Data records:

========

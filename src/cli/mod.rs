//! CLI module for modroll - command-line interface, subcommands, and terminal output.

pub mod commands;
pub mod progress;

pub use commands::Cli;
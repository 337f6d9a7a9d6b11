//! Modifier pattern matching and hit detection.
//!
//! - pattern: template → whitespace-tolerant regex with an optional numeric capture
//! - section: pulls the modifier block out of a copied item description
//! - evaluate: applies targets, bounds, and the aggregation rule

mod evaluate;
mod pattern;
mod section;

pub use evaluate::{Evaluation, Evaluator, HitOutcome, Rule, TargetSpec, evaluate};
pub use pattern::{CompiledMatcher, LineMatch, PLACEHOLDER, compile};
pub use section::{SECTION_DELIMITER, extract, sections};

========

Task prompt
In the data above, find the line that contains "optional numeric capture" and the line that contains "mod section;". Repeat exactly those lines and every line between them, and only those.

Output of the task
//! - pattern: template → whitespace-tolerant regex with an optional numeric capture
//! - section: pulls the modifier block out of a copied item description
//! - evaluate: applies targets, bounds, and the aggregation rule

mod evaluate;
mod pattern;
mod section;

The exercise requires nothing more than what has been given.